Il faut surveiller de près l’informatique quantique. On parle de grandes avancées d’ici à 2023. Cela a des implications dans de nombreux domaines, dont la cybersécurité. Il faut se tenir prêts.

Quelles sont vos priorités en matière d’ESG (environnement, social et gouvernance) ?

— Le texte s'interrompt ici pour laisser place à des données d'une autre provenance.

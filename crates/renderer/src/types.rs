use glam::Vec2;

/// Immutable configuration passed to the renderer at start-up.
#[derive(Clone, Debug)]
pub struct RendererConfig {
    /// Window title shown until the scene reports a status.
    pub title: String,
    /// Window size in physical pixels.
    pub surface_size: (u32, u32),
    /// Clear colour behind the scene.
    pub background: [f32; 3],
    /// Wait for vertical blank before presenting.
    pub vsync: bool,
    /// Line height reported to widgets laying out text.
    pub line_height: f32,
}

impl Default for RendererConfig {
    fn default() -> Self {
        Self {
            title: "logpaddle".to_string(),
            surface_size: (1280, 720),
            background: [0.0, 0.0, 0.0],
            vsync: true,
            line_height: paddle::DrawList::DEFAULT_LINE_HEIGHT,
        }
    }
}

/// Input sampled by the window loop and handed to the scene each frame.
#[derive(Clone, Copy, Debug, Default, PartialEq)]
pub struct FrameInput {
    /// Cursor position in window pixels, `None` while outside the window.
    pub mouse: Option<Vec2>,
}
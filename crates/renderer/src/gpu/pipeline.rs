use std::borrow::Cow;

use wgpu::util::DeviceExt;

use super::batch::QuadVertex;

const QUAD_SHADER: &str = r#"
struct Viewport {
    size: vec2<f32>,
    _pad: vec2<f32>,
};

@group(0) @binding(0) var<uniform> viewport: Viewport;
@group(1) @binding(0) var quad_texture: texture_2d<f32>;
@group(1) @binding(1) var quad_sampler: sampler;

struct VertexInput {
    @location(0) position: vec2<f32>,
    @location(1) uv: vec2<f32>,
    @location(2) colour: vec4<f32>,
};

struct VertexOutput {
    @builtin(position) clip: vec4<f32>,
    @location(0) uv: vec2<f32>,
    @location(1) colour: vec4<f32>,
};

@vertex
fn vs_main(input: VertexInput) -> VertexOutput {
    var out: VertexOutput;
    let ndc = vec2<f32>(
        input.position.x / viewport.size.x * 2.0 - 1.0,
        1.0 - input.position.y / viewport.size.y * 2.0,
    );
    out.clip = vec4<f32>(ndc, 0.0, 1.0);
    out.uv = input.uv;
    out.colour = input.colour;
    return out;
}

@fragment
fn fs_main(input: VertexOutput) -> @location(0) vec4<f32> {
    return textureSample(quad_texture, quad_sampler, input.uv) * input.colour;
}
"#;

/// Single pipeline drawing coloured and textured quads in pixel space.
pub(crate) struct QuadPipeline {
    pub pipeline: wgpu::RenderPipeline,
    pub viewport_bind_group: wgpu::BindGroup,
    viewport_buffer: wgpu::Buffer,
}

impl QuadPipeline {
    pub fn new(
        device: &wgpu::Device,
        surface_format: wgpu::TextureFormat,
        texture_layout: &wgpu::BindGroupLayout,
        viewport: (u32, u32),
    ) -> Self {
        let viewport_layout = device.create_bind_group_layout(&wgpu::BindGroupLayoutDescriptor {
            label: Some("viewport layout"),
            entries: &[wgpu::BindGroupLayoutEntry {
                binding: 0,
                visibility: wgpu::ShaderStages::VERTEX,
                ty: wgpu::BindingType::Buffer {
                    ty: wgpu::BufferBindingType::Uniform,
                    has_dynamic_offset: false,
                    min_binding_size: None,
                },
                count: None,
            }],
        });

        let viewport_buffer = device.create_buffer_init(&wgpu::util::BufferInitDescriptor {
            label: Some("viewport uniform"),
            contents: bytemuck::cast_slice(&viewport_uniform(viewport)),
            usage: wgpu::BufferUsages::UNIFORM | wgpu::BufferUsages::COPY_DST,
        });

        let viewport_bind_group = device.create_bind_group(&wgpu::BindGroupDescriptor {
            label: Some("viewport bind group"),
            layout: &viewport_layout,
            entries: &[wgpu::BindGroupEntry {
                binding: 0,
                resource: viewport_buffer.as_entire_binding(),
            }],
        });

        let module = device.create_shader_module(wgpu::ShaderModuleDescriptor {
            label: Some("quad shader"),
            source: wgpu::ShaderSource::Wgsl(Cow::Borrowed(QUAD_SHADER)),
        });

        let pipeline_layout = device.create_pipeline_layout(&wgpu::PipelineLayoutDescriptor {
            label: Some("quad pipeline layout"),
            bind_group_layouts: &[&viewport_layout, texture_layout],
            push_constant_ranges: &[],
        });

        let pipeline = device.create_render_pipeline(&wgpu::RenderPipelineDescriptor {
            label: Some("quad pipeline"),
            layout: Some(&pipeline_layout),
            vertex: wgpu::VertexState {
                module: &module,
                entry_point: Some("vs_main"),
                buffers: &[QuadVertex::layout()],
                compilation_options: wgpu::PipelineCompilationOptions::default(),
            },
            primitive: wgpu::PrimitiveState {
                topology: wgpu::PrimitiveTopology::TriangleList,
                strip_index_format: None,
                front_face: wgpu::FrontFace::Ccw,
                cull_mode: None,
                polygon_mode: wgpu::PolygonMode::Fill,
                unclipped_depth: false,
                conservative: false,
            },
            depth_stencil: None,
            multisample: wgpu::MultisampleState {
                count: 1,
                mask: !0,
                alpha_to_coverage_enabled: false,
            },
            fragment: Some(wgpu::FragmentState {
                module: &module,
                entry_point: Some("fs_main"),
                targets: &[Some(wgpu::ColorTargetState {
                    format: surface_format,
                    blend: Some(wgpu::BlendState::ALPHA_BLENDING),
                    write_mask: wgpu::ColorWrites::ALL,
                })],
                compilation_options: wgpu::PipelineCompilationOptions::default(),
            }),
            multiview: None,
            cache: None,
        });

        Self {
            pipeline,
            viewport_bind_group,
            viewport_buffer,
        }
    }

    pub fn update_viewport(&self, queue: &wgpu::Queue, viewport: (u32, u32)) {
        queue.write_buffer(
            &self.viewport_buffer,
            0,
            bytemuck::cast_slice(&viewport_uniform(viewport)),
        );
    }
}

fn viewport_uniform((width, height): (u32, u32)) -> [f32; 4] {
    [width.max(1) as f32, height.max(1) as f32, 0.0, 0.0]
}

Capgemini n’a pas une empreinte carbone importante, mais nous souhaitons abaisser de 10 millions de tonnes celle de nos clients d’ici à 2030. De notre côté, nous veillons à une multitude de détails qui feront la différence au-delà de la réduction des déplacements, avec, par exemple, les voitures de fonction intégralement électriques ou hybrides d’ici cinq ans, la disparition des bouteilles d’eau dans les bureaux, la limitation des impressions, etc. Par ailleurs, nous travaillons à la plantation d’un million d’arbres en Inde, où nos campus sont très verts. Pour le côté social, nous estimons à un tiers les embauches en France provenant de quartiers prioritaires et nous travaillons à réduire la fracture numérique. Nous avons un vrai rôle à jouer dans ce domaine.

LA QUESTION QUI DÉRANGE

La reprise se passe-t-elle comme prévu ?La reprise se poursuit. Le manque de visibilité, avec la deuxième vague de la pandémie, qui semble se concrétiser dans certains pays, explique l’ampleur de notre fourchette d’objectifs de croissance organique, compris entre -3% et -4,5% sur l’année, après un point bas à -7,8% de croissance au deuxième trimestre. La reprise dans l’automobile devrait se confirmer dans les six mois à venir, avec une accélération de la transition vers des voitures électriques et hybrides, alimentée par une forte prise de conscience écologique partout dans le monde. En revanche, malgré, par exemple, l’annonce par Airbus de la commercialisation ­d’avions à hydrogène avant 2035, le secteur aéronautique reste très dépendant de l’aviation commerciale, qui mettra du temps à redémarrer.